KARACHI, Sept 15: State-run National Bank managed to post a pre-tax profit of Rs3.518 billion in six months ending June 30, 2003 up 53 per cent from the pre-tax profit of Rs2.288 billion the same period last year.

The NBP board of directors approved its half yearly accounts at a meeting held at the bank headquarters here on Saturday.

According to a press release the earnings per share jumped to Rs4.71 in six months to June 2003 from Rs2.76 during the same period of last year.

Despite the lower interest rate environment the bank managed to increase its net interest margin by Rs997 million. Non mark-up income showed a significant improvement and was up by 36 per cent over that of last year. The deposits of the bank also rose by over Rs20 billion from the level seen in December 2002.

“Despite substantial reduction in commodity loans and repayment of some large public sector loans, the bank booked fresh loans mainly in top tier corporate which partially compensated reduction in advances,” says the press release.

The board of directors of the bank has noted that the drastic drop in the treasury bills rate as well as a very appreciable reduction in loan pricing will have a negative impact on net interest revenue in the next six months — i.e. between July- December 2003.

But senior bankers say banks net interest earnings would also depend on how quickly they position themselves in advances market after receiving signals of T-bills rate stability from the State Bank. The central bank has already sent a couple of strong signals that T-bills rates have not only bottomed out but are set to rise. In fact the three-month and one-year T-bills rates have already went up by 31 and 57 basis points this months and a 40- 50bps increase is likely in the six-month T-bills rates this week.

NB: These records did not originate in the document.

//! instance-icon: per-instance window icons and titles for a workbench
//!
//! This crate lets several running instances of the same workbench be told
//! apart at a glance. It resolves which icon and title suffix apply from
//! launcher properties, the environment and workspace preferences, renders
//! the icon at every standard size (recoloring an SVG template and drawing
//! optional overlay text) and keeps every window decorated as windows come
//! and go and the configuration changes.
//!
//! # Example
//!
//! ```
//! use std::rc::Rc;
//! use instance_icon::{
//!     BundledResources, ColorTriple, ICON_SIZES, IconManager, IconSpec, OverlaySpec,
//! };
//!
//! let mut manager = IconManager::new(Rc::new(BundledResources::embedded()));
//!
//! let spec = IconSpec::CustomColors {
//!     primary: ColorTriple::new(200, 30, 30),
//!     secondary: ColorTriple::DEFAULT_SECONDARY,
//!     accent: ColorTriple::DEFAULT_ACCENT,
//!     overlay: OverlaySpec::none(),
//! };
//!
//! let icons = manager.load_from_spec(&spec);
//! assert_eq!(icons.len(), ICON_SIZES.len());
//! assert!(!manager.is_using_fallback());
//! ```
//!
//! # Resolving configuration
//!
//! Launcher properties beat environment variables, which beat stored
//! preferences:
//!
//! ```
//! use instance_icon::{
//!     ConfigResolver, IconSpec, InstanceContext, MapEnvironment, PreferenceStore, Preferences,
//!     SystemProperties,
//! };
//!
//! let prefs = Preferences {
//!     title_suffix: "[PREF]".into(),
//!     ..Preferences::default()
//! };
//! let ctx = InstanceContext::new(PreferenceStore::in_memory(prefs))
//!     .with_properties(SystemProperties::from_args(["-Declipse.instance.titleSuffix=[DEV]"]))
//!     .with_environment(MapEnvironment::new());
//!
//! let resolver = ConfigResolver::new(&ctx);
//! assert_eq!(resolver.resolve_title_suffix().unwrap().as_str(), "[DEV]");
//! assert_eq!(resolver.resolve_icon_spec(), IconSpec::Fallback);
//! ```
//!
//! # Hosting
//!
//! A host implements [`Workbench`] and [`Window`] and hands them to a
//! [`Coordinator`], which takes care of startup, new windows, reloads and
//! shutdown. A startup hook running off the UI thread goes through
//! [`Coordinator::schedule_startup`] instead:
//!
//! ```no_run
//! # use std::rc::Rc;
//! # use instance_icon::{Coordinator, InstanceContext, Workbench};
//! # fn host(workbench: Rc<dyn Workbench>) {
//! let ctx = InstanceContext::for_workspace("/home/me/workspace", std::env::args());
//! let coordinator = Coordinator::new(ctx, workbench);
//! coordinator.early_startup();
//!
//! // Later, when the user saves the preference page:
//! coordinator.update_preferences(|prefs| prefs.title_suffix = "[TEST]".into());
//! # }
//! ```

mod color;
mod context;
mod error;
mod host;
mod icon;
mod lifecycle;
mod manager;
mod preferences;
pub mod render;
mod resolve;
mod resources;
mod title;

pub use color::{ColorTriple, OverlaySpec};
pub use context::{
    ENV_ICON, ENV_TITLE_SUFFIX, Environment, InstanceContext, MapEnvironment, ProcessEnvironment,
    SYSPROP_ICON, SYSPROP_TITLE_SUFFIX, SystemProperties, workspace_id,
};
pub use error::{Error, Result};
pub use host::{
    EventHandler, SubscriptionId, Topic, UiScheduler, Window, WindowId, Workbench, WorkbenchEvent,
};
pub use icon::{ICON_SIZES, IconImage, IconSet};
pub use lifecycle::{Coordinator, LifecycleState};
pub use manager::IconManager;
pub use preferences::{PREFERENCES_FILE, PreferenceStore, Preferences};
pub use resolve::{
    ActiveConfiguration, ConfigResolver, ConfigSource, IconPrecedence, IconSpec, TitleSuffix,
};
pub use resources::{
    BundledResources, MemoryResources, PredefinedTheme, ResourceProvider, TEMPLATE_PATH,
    THEME_DIR,
};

“Maybe the bank (NBP) is able to cope up with the challenge in a better way and our net interest revenue either does not fall or fall marginally in six-months to December 2003,” said a senior NBP official. He admitted that a couple of recent market-based moves by the SBP has lessened the fears about falling interest revenue but hastened to add “much would depend on credit offtake and the level of liquidity in the system.”